Le traitement imposé par voie judiciaire comporte deux volets, connus collectivement sous le nom de Programme pour la prévention de la violence familiale (Relationship Violence Prevention Program). Le premier, intitulé Respectful Relationships (RR), est fourni par le personnel de la Direction des affaires correctionnelles aux contrevenants présentant un risque modéré à élevé (ainsi qu’évalué par les affaires correctionnelles). Le deuxième, intitulé Relationship Violence (RVP), est confié en sous-traitance à Stroh Health Services et mis en œuvre dans 45 collectivités à l’échelle de la province pour les contrevenants à risque modéré ou élevé une fois qu’ils ont terminé Respectful Relationships. Les progrès accomplis par l’agresseur sont communiqués aux affaires correctionnelles tout au long de sa participation au RVP, puis un rapport final est présenté lorsque le programme est terminé. Les présences sont consignées et signalées après chaque séance de même que toute inquiétude relativement à une escalade du risque.

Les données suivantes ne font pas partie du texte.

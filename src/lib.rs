mod config;
mod driver;
pub mod engine;
mod error;
mod grid;
mod gui;
pub mod render;
mod session;
pub mod worker;

pub use config::Config;
pub use driver::{Driver, DriverState, TickOutcome};
pub use error::{LifeError, Result};
pub use grid::{Grid, ALIVE, DEAD};
pub use gui::App;
pub use render::{PixelBuffer, RenderConfig, Renderer, Surface};
pub use session::{Baseline, Session};
pub use worker::{StepRequest, StepResponse, StepWorker};
use super::*;

fn grid_from_rows(rows: &[&str]) -> Grid {
    let height = rows.len();
    let width = rows[0].len();
    let cells = rows
        .iter()
        .flat_map(|row| row.bytes().map(|b| (b == b'#') as u8))
        .collect();
    Grid::from_cells(width, height, cells).unwrap()
}

/// Straightforward modulo-per-access count used as a reference.
fn count_neighbors_naive(grid: &Grid, x: usize, y: usize) -> u8 {
    let (w, h) = (grid.width() as isize, grid.height() as isize);
    let mut count = 0;
    for dy in -1..=1 {
        for dx in -1..=1 {
            if dx == 0 && dy == 0 {
                continue;
            }
            let nx = (x as isize + dx).rem_euclid(w) as usize;
            let ny = (y as isize + dy).rem_euclid(h) as usize;
            count += grid.get(nx, ny).unwrap() as u8;
        }
    }
    count
}

#[test]
fn rule_table() {
    for n in 0..=8 {
        assert_eq!(next_state(ALIVE, n), (n == 2 || n == 3) as u8, "alive, {n}");
        assert_eq!(next_state(DEAD, n), (n == 3) as u8, "dead, {n}");
    }
}

#[test]
fn block_is_still_life() {
    let grid = grid_from_rows(&[
        "......", //
        ".##...",
        ".##...",
        "......",
        "......",
    ]);
    assert_eq!(step(&grid), grid);
}

#[test]
fn blinker_has_period_two() {
    let horizontal = grid_from_rows(&[
        ".....", //
        ".....",
        ".###.",
        ".....",
        ".....",
    ]);
    let vertical = grid_from_rows(&[
        ".....", //
        "..#..",
        "..#..",
        "..#..",
        ".....",
    ]);
    let once = step(&horizontal);
    assert_eq!(once, vertical);
    assert_eq!(step(&once), horizontal);
}

#[test]
fn neighbors_wrap_around_edges() {
    let mut grid = Grid::new(3, 4).unwrap();
    grid.set(2, 1, true).unwrap();
    // (0, 1) sees (2, 1) across the left edge, like a direct neighbour
    assert_eq!(count_neighbors(&grid, 0, 1).unwrap(), 1);
    assert_eq!(count_neighbors(&grid, 1, 1).unwrap(), 1);

    let mut grid = Grid::new(5, 5).unwrap();
    grid.set(4, 4, true).unwrap();
    assert_eq!(count_neighbors(&grid, 0, 0).unwrap(), 1);
    assert_eq!(count_neighbors(&grid, 2, 2).unwrap(), 0);
}

#[test]
fn count_neighbors_matches_naive_count() {
    let mut grid = Grid::new(13, 7).unwrap();
    grid.randomize(0.5, Some(7)).unwrap();
    for y in 0..7 {
        for x in 0..13 {
            let n = count_neighbors(&grid, x, y).unwrap();
            assert!(n <= 8);
            assert_eq!(n, count_neighbors_naive(&grid, x, y), "({x}, {y})");
        }
    }
    assert!(matches!(
        count_neighbors(&grid, 13, 0),
        Err(LifeError::OutOfRange { .. })
    ));
}

#[test]
fn fully_alive_torus_dies() {
    let grid = Grid::from_cells(4, 4, vec![ALIVE; 16]).unwrap();
    assert!(step(&grid).is_empty());
}

#[test]
fn glider_wraps_across_corner() {
    let glider = grid_from_rows(&[
        ".#......", //
        "..#.....",
        "###.....",
        "........",
        "........",
        "........",
        "........",
        "........",
    ]);
    // a glider moves by (1, 1) every 4 generations; 32 generations on an 8x8
    // torus bring it back to the start
    let mut grid = glider.clone();
    for _ in 0..32 {
        grid = step(&grid);
        assert_eq!(grid.population(), 5);
    }
    assert_eq!(grid, glider);
}

#[test]
fn step_does_not_touch_input() {
    let mut grid = Grid::new(16, 16).unwrap();
    grid.randomize(0.3, Some(42)).unwrap();
    let snapshot = grid.clone();
    let next = step(&grid);
    assert_eq!(grid, snapshot);
    assert_ne!(next, snapshot);
}

#[test]
fn step_into_matches_step() {
    let mut grid = Grid::new(20, 11).unwrap();
    grid.randomize(0.4, Some(3)).unwrap();
    let mut dst = Grid::new(20, 11).unwrap();
    step_into(&grid, &mut dst).unwrap();
    assert_eq!(dst, step(&grid));

    let mut wrong = Grid::new(11, 20).unwrap();
    assert!(matches!(
        step_into(&grid, &mut wrong),
        Err(LifeError::DimensionMismatch { .. })
    ));
}

#[test]
fn step_cells_validates_message() {
    let grid = grid_from_rows(&["...", "###", "..."]);
    let next = step_cells(grid.cells(), 3, 3).unwrap();
    assert_eq!(next, step(&grid).into_cells());

    assert_eq!(
        step_cells(&[0, 1, 0], 2, 2),
        Err(LifeError::DimensionMismatch {
            expected: 4,
            actual: 3
        })
    );
    assert!(matches!(
        step_cells(&[], 0, 3),
        Err(LifeError::InvalidDimension { .. })
    ));
    assert!(matches!(
        step_cells(&[0, 5, 0, 0], 2, 2),
        Err(LifeError::InvalidCellValue { index: 1, value: 5 })
    ));
}

#[test]
fn degenerate_sizes() {
    // a single cell is its own neighbour eight times
    let single = Grid::from_cells(1, 1, vec![ALIVE]).unwrap();
    assert_eq!(count_neighbors(&single, 0, 0).unwrap(), 8);
    assert!(step(&single).is_empty());

    let row = grid_from_rows(&["#.#.#"]);
    for x in 0..5 {
        assert_eq!(count_neighbors(&row, x, 0).unwrap(), count_neighbors_naive(&row, x, 0));
    }
    assert_eq!(step(&row).cells().len(), 5);
}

De plus, le programme RR est coordonné dans des collectivités autochtones désignées par des agents de probation et des aides juridiques autochtones en s’assurant particulièrement que cela est fait d’une manière appropriée sur le plan culturel. Depuis 2005, 130 aides juridiques autochtones ont été formées dans le cadre du programme RR. Ces aides juridiques autochtones mettent à profit cette formation en coordonnant des programmes destinés aux contrevenants et en offrant des services axés sur la culture dans le cadre du programme. Les aides juridiques autochtones coordonnent aussi des programmes de violence familiale dans leurs collectivités en fournissant des services aux femmes, aux hommes, aux enfants et aux couples.

Le ministère de la Sécurité publique et du Sollicitateur général a aussi fait appel à plusieurs organismes du Lower Mainland pour fournir la version culturelle du programme RVP aux hommes dans diverses langues comme le pendjabi, le persan, le cantonais et le mandarin, dans des séances de groupe ou individuelles.

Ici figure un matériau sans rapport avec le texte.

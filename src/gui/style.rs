use eframe::egui::Color32;

pub struct Style;

impl Style {
    pub const FRAME_MARGIN: f32 = 20.;
    pub const CONTROL_PANEL_WIDTH: f32 = 300.;
    pub const TEXT_SIZE: f32 = 16.;
    pub const TEXT_COLOR: Color32 = Color32::BLACK;
    pub const ERROR_COLOR: Color32 = Color32::DARK_RED;
    pub const BUTTON_STROKE_WIDTH: f32 = 3.;
    pub const BUTTON_STROKE_COLOR: Color32 = Color32::DARK_GRAY;
    pub const BUTTON_FILL_COLOR: Color32 = Color32::LIGHT_GRAY;
    pub const START_FILL_COLOR: Color32 = Color32::from_rgb(0x9c, 0xd6, 0x9c);
    pub const STOP_FILL_COLOR: Color32 = Color32::from_rgb(0xe8, 0x9a, 0x9a);

    pub const MAX_GRID_SIDE: usize = 2000;
}
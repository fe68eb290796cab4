use std::{
    thread::sleep,
    time::{Duration, Instant},
};

pub struct FpsLimiter {
    frame_timer: Instant,
    frametime_smoothed: f64,
}

impl Default for FpsLimiter {
    fn default() -> Self {
        Self {
            frame_timer: Instant::now(),
            frametime_smoothed: 0.,
        }
    }
}

impl FpsLimiter {
    pub fn fps(&self) -> f64 {
        1. / self.frametime_smoothed
    }

    /// Sleep for the rest of the frame so that at most `max_fps` frames pass per second.
    pub fn sleep(&mut self, max_fps: f64) {
        let before_wait = self.frame_timer.elapsed();

        if max_fps > 0. {
            let target_frametime = Duration::from_secs_f64(1. / max_fps);
            if target_frametime > before_wait {
                sleep(target_frametime - before_wait);
            }
        }

        let after_wait = self.frame_timer.elapsed();
        let frametime = after_wait.as_secs_f64();
        self.frametime_smoothed += (frametime - self.frametime_smoothed) * 0.1;

        self.frame_timer = Instant::now();
    }
}
use super::{FpsLimiter, Style};
use crate::{
    Config, Driver, LifeError, PixelBuffer, RenderConfig, Renderer, Session, StepWorker,
    Surface, TickOutcome,
};
use eframe::egui::{
    CentralPanel, Color32, ColorImage, Context, Frame, Margin, TextureHandle, TextureOptions,
};
use std::time::Duration;

pub struct App {
    pub(super) session: Session,                     // Current and previous generation.
    pub(super) driver: Driver,                       // Run/stop state and step scheduling.
    pub(super) renderer: Renderer,                   // Change-only rasterizer.
    pub(super) raster: PixelBuffer,                  // CPU side of the field texture.
    pub(super) raster_dirty: bool,                   // Raster changed since the last upload.
    pub(super) texture: TextureHandle,               // Texture handle of the field.
    pub(super) config: Config,                       // Settings the viewer was started with.
    pub(super) width_input: usize,                   // Width as edited in the control panel.
    pub(super) height_input: usize,                  // Height as edited in the control panel.
    pub(super) last_step_duration: Option<Duration>, // Duration of the last generation.
    pub(super) last_toggled: Option<(usize, usize)>, // Cell toggled by the current drag.
    pub(super) status: Option<String>,               // Last error shown to the user.
    pub(super) fps_limiter: FpsLimiter,              // Limits the frame rate.
}

impl App {
    pub fn new(ctx: &Context, config: Config) -> Result<Self, LifeError> {
        let session = Session::from_config(&config)?;
        let driver = if config.offload_steps {
            Driver::with_worker(StepWorker::spawn()?)
        } else {
            Driver::new()
        };
        Ok(Self {
            session,
            driver,
            renderer: Renderer::new(RenderConfig::from(&config)),
            raster: PixelBuffer::default(),
            raster_dirty: false,
            texture: ctx.load_texture(
                "Game of Life field",
                ColorImage::default(),
                TextureOptions::NEAREST,
            ),
            width_input: config.width,
            height_input: config.height,
            config,
            last_step_duration: None,
            last_toggled: None,
            status: None,
            fps_limiter: FpsLimiter::default(),
        })
    }

    pub(super) fn start_stop(&mut self) {
        if self.driver.is_running() {
            self.driver.stop();
        } else {
            self.status = None;
            self.driver.start();
        }
    }

    pub(super) fn clear(&mut self) {
        self.session.clear();
    }

    pub(super) fn randomize(&mut self) {
        if let Err(e) = self.session.randomize(self.config.density, None) {
            self.report(e);
        }
    }

    /// Hard reset to the dimensions entered in the control panel.
    pub(super) fn apply_dimensions(&mut self) {
        let requested = (self.width_input, self.height_input);
        if requested == (self.session.width(), self.session.height()) {
            return;
        }
        if let Err(e) = self.session.resize(self.width_input, self.height_input) {
            self.report(e);
        }
        self.last_toggled = None;
    }

    /// Toggle the cell under the pointer once per drag.
    pub(super) fn paint_cell(&mut self, cell: (usize, usize)) {
        if self.last_toggled == Some(cell) {
            return;
        }
        self.last_toggled = Some(cell);
        if let Err(e) = self.session.toggle(cell.0, cell.1) {
            log::debug!("ignoring click: {e}");
        }
    }

    pub(super) fn end_stroke(&mut self) {
        self.last_toggled = None;
    }

    fn report(&mut self, e: LifeError) {
        log::warn!("{e}");
        self.status = Some(e.to_string());
    }

    fn update_field(&mut self) {
        match self
            .driver
            .tick(&mut self.session, &self.renderer, &mut self.raster)
        {
            Ok(TickOutcome::Stepped { step_duration, .. }) => {
                self.last_step_duration = Some(step_duration);
                self.raster_dirty = true;
            }
            Ok(TickOutcome::Idle | TickOutcome::Discarded) => {}
            Err(e) => self.report(e),
        }

        // edits made while stopped, or since the last step
        match self
            .driver
            .present(&mut self.session, &self.renderer, &mut self.raster)
        {
            Ok(0) => {}
            Ok(_) => self.raster_dirty = true,
            Err(e) => self.report(e),
        }

        if self.raster_dirty {
            let (w, h) = self.raster.size();
            let image = ColorImage::from_rgba_unmultiplied([w, h], self.raster.as_rgba());
            self.texture.set(image, TextureOptions::NEAREST);
            self.raster_dirty = false;
        }
    }
}

impl eframe::App for App {
    fn update(&mut self, ctx: &Context, _frame: &mut eframe::Frame) {
        self.update_field();

        // full-window panel
        CentralPanel::default()
            .frame(
                Frame::default()
                    .inner_margin(Margin::same(Style::FRAME_MARGIN))
                    .fill(Color32::LIGHT_GRAY),
            )
            .show(ctx, |ui| {
                self.draw(ui);
            });

        if self.driver.is_running() {
            ctx.request_repaint();
        }
        self.fps_limiter.sleep(self.config.max_fps);
    }
}
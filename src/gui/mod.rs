mod app;
mod draw;
mod fps_limit;
mod style;

pub use app::App;
use fps_limit::FpsLimiter;
use style::Style;
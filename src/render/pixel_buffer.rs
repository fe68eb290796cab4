use super::{Rgba, Surface};

const BYTES_IN_PIXEL: usize = 4;

/// In-memory RGBA raster.
#[derive(Clone, Debug, Default, PartialEq, Eq)]
pub struct PixelBuffer {
    data: Vec<u8>,
    width: usize,
    height: usize,
}

impl PixelBuffer {
    pub fn new(width: usize, height: usize) -> Self {
        Self {
            data: vec![0; BYTES_IN_PIXEL * width * height],
            width,
            height,
        }
    }

    /// Raw pixels, row-major, 4 bytes per pixel.
    pub fn as_rgba(&self) -> &[u8] {
        &self.data
    }

    pub fn pixel(&self, x: usize, y: usize) -> Option<Rgba> {
        if x >= self.width || y >= self.height {
            return None;
        }
        let i = (x + y * self.width) * BYTES_IN_PIXEL;
        let mut color = [0; BYTES_IN_PIXEL];
        color.copy_from_slice(&self.data[i..i + BYTES_IN_PIXEL]);
        Some(color)
    }
}

impl Surface for PixelBuffer {
    fn size(&self) -> (usize, usize) {
        (self.width, self.height)
    }

    fn resize(&mut self, width: usize, height: usize) {
        *self = Self::new(width, height);
    }

    fn fill_block(&mut self, x: usize, y: usize, size: usize, color: Rgba) {
        // clipped to the buffer
        let x2 = (x + size).min(self.width);
        let y2 = (y + size).min(self.height);
        if x >= x2 {
            return;
        }
        for row in y..y2 {
            let start = (x + row * self.width) * BYTES_IN_PIXEL;
            let end = (x2 + row * self.width) * BYTES_IN_PIXEL;
            for pixel in self.data[start..end].chunks_exact_mut(BYTES_IN_PIXEL) {
                pixel.copy_from_slice(&color);
            }
        }
    }
}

Le Programme pour la prévention de la violence familiale (Relationship Violence Prevention, ou RVPP) a été évalué en 2008 par les services correctionnels de la Colombie-Britannique. Les résultats ont tout particulièrement permis de constater une réduction de 50 % des récidives de violence conjugale et une réduction de 60 % de la récidive générale chez les hommes ayant participé au RVPP dans la collectivité en comparaison d’un groupe d’hommes témoin ayant été soumis uniquement à la surveillance communautaire. Les effets ont perduré tout au long de la période de suivi de deux ans, et on a observé un taux de récidive moindre chez les hommes qui achevaient les deux volets du programme.

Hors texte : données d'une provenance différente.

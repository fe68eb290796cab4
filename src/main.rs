#![warn(clippy::all)]

fn main() -> Result<(), eframe::Error> {
    use eframe::egui::{vec2, ViewportBuilder};

    env_logger::Builder::from_env(env_logger::Env::default().default_filter_or("info")).init();

    let config = torus_life::Config::default();
    let options = eframe::NativeOptions {
        viewport: ViewportBuilder::default()
            .with_inner_size(vec2(960., 620.))
            .with_min_inner_size(vec2(640.0, 360.0)),
        follow_system_theme: false,
        default_theme: eframe::Theme::Light,
        ..Default::default()
    };
    eframe::run_native(
        "Conway's Game of Life",
        options,
        Box::new(move |cc| Ok(Box::new(torus_life::App::new(&cc.egui_ctx, config)?))),
    )
}
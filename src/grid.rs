use crate::{LifeError, Result};
use rand::Rng;

pub const DEAD: u8 = 0;
pub const ALIVE: u8 = 1;

/// Rectangular field of cells stored row-major, one byte per cell.
///
/// Every cell holds exactly [`DEAD`] or [`ALIVE`].
#[derive(Clone, Debug, PartialEq, Eq)]
pub struct Grid {
    cells: Vec<u8>,
    width: usize,
    height: usize,
}

impl Grid {
    /// Create a grid with all cells dead.
    pub fn new(width: usize, height: usize) -> Result<Self> {
        let len = cell_count(width, height)?;
        Ok(Self {
            cells: vec![DEAD; len],
            width,
            height,
        })
    }

    /// Create a grid from row-major cells; each value must be 0 or 1.
    pub fn from_cells(width: usize, height: usize, cells: Vec<u8>) -> Result<Self> {
        check_cells(&cells, width, height)?;
        Ok(Self {
            cells,
            width,
            height,
        })
    }

    pub fn width(&self) -> usize {
        self.width
    }

    pub fn height(&self) -> usize {
        self.height
    }

    pub fn cells(&self) -> &[u8] {
        &self.cells
    }

    pub fn into_cells(self) -> Vec<u8> {
        self.cells
    }

    pub(crate) fn cells_mut(&mut self) -> &mut [u8] {
        &mut self.cells
    }

    pub fn same_dimensions(&self, other: &Grid) -> bool {
        self.width == other.width && self.height == other.height
    }

    pub fn get(&self, x: usize, y: usize) -> Result<bool> {
        let idx = self.index(x, y)?;
        Ok(self.cells[idx] == ALIVE)
    }

    pub fn set(&mut self, x: usize, y: usize, alive: bool) -> Result<()> {
        let idx = self.index(x, y)?;
        self.cells[idx] = alive as u8;
        Ok(())
    }

    /// Flip the cell at (x, y) and return its new state.
    pub fn toggle(&mut self, x: usize, y: usize) -> Result<bool> {
        let idx = self.index(x, y)?;
        self.cells[idx] ^= ALIVE;
        Ok(self.cells[idx] == ALIVE)
    }

    /// Replace the grid with an all-dead one of the new size.
    ///
    /// Old content is discarded even where the sizes overlap.
    pub fn resize(&mut self, width: usize, height: usize) -> Result<()> {
        *self = Self::new(width, height)?;
        Ok(())
    }

    pub fn clear(&mut self) {
        self.cells.fill(DEAD);
    }

    /// Number of live cells.
    pub fn population(&self) -> usize {
        self.cells.iter().filter(|&&c| c == ALIVE).count()
    }

    pub fn is_empty(&self) -> bool {
        self.cells.iter().all(|&c| c == DEAD)
    }

    /// Fill with random cells, each alive with probability `density`.
    ///
    /// `seed` - random seed (if `None`, then random seed is generated)
    pub fn randomize(&mut self, density: f64, seed: Option<u64>) -> Result<()> {
        use rand::SeedableRng;
        use rand_chacha::ChaCha8Rng;

        let mut rng = if let Some(x) = seed {
            ChaCha8Rng::seed_from_u64(x)
        } else {
            ChaCha8Rng::from_entropy()
        };
        self.randomize_with(density, &mut rng)
    }

    pub fn randomize_with<R: Rng>(&mut self, density: f64, rng: &mut R) -> Result<()> {
        if !(0.0..=1.0).contains(&density) {
            return Err(LifeError::InvalidDensity(density));
        }
        for cell in self.cells.iter_mut() {
            *cell = rng.gen_bool(density) as u8;
        }
        Ok(())
    }

    fn index(&self, x: usize, y: usize) -> Result<usize> {
        if x >= self.width || y >= self.height {
            return Err(LifeError::OutOfRange {
                x,
                y,
                width: self.width,
                height: self.height,
            });
        }
        Ok(x + y * self.width)
    }
}

/// Number of cells of a `width` x `height` grid; both sides must be non-zero
/// and the product must fit in `usize`.
pub(crate) fn cell_count(width: usize, height: usize) -> Result<usize> {
    if width == 0 || height == 0 {
        return Err(LifeError::InvalidDimension { width, height });
    }
    width
        .checked_mul(height)
        .ok_or(LifeError::InvalidDimension { width, height })
}

/// Validate raw cells against the declared dimensions.
pub(crate) fn check_cells(cells: &[u8], width: usize, height: usize) -> Result<()> {
    let expected = cell_count(width, height)?;
    if cells.len() != expected {
        return Err(LifeError::DimensionMismatch {
            expected,
            actual: cells.len(),
        });
    }
    if let Some((index, &value)) = cells.iter().enumerate().find(|&(_, &c)| c > ALIVE) {
        return Err(LifeError::InvalidCellValue { index, value });
    }
    Ok(())
}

Respectful Relationships et Relationship Violence sont offerts dans divers endroits au Canada sous une forme normalisée. Une description de ces programmes figure dans l’encadré 1.

Encadré 1

Respectful Relationships

Structure :
Séances en groupes fermés pendant 10 semaines, à raison de 2 heures par semaine, dirigées par le personnel de la Direction des affaires correctionnelles. 8 à 10 participants par séance

Modalité thérapeutique :
Programme de psychoéducation cognitivo-comportemental

Composantes du programme : comprendre le comportement violent; répercussions de la violence sur les victimes et les enfants; stratégies de maîtrise des émotions et du comportement; compétences en résolution de problèmes

Deuxième volet : Relationship Violence

Structure :
Séance en groupes fermés pendant 17 semaines; 8 à 10 participants

Modalité thérapeutique :
Programme cognitivo-comportemental qui utilise de méthodes d’enseignement axées sur les résultats

Composantes du programme : sources du conflit; conscience de soi; influence de la famille et des amis; remise en question des pensées et des schèmes de réflexion; cerner et maîtriser les émotions; jalousie; sexualité et intimité; examen et intégration; habiletés en communication; résolution de problèmes; résolution des conflits, paternité et prévention des rechutes.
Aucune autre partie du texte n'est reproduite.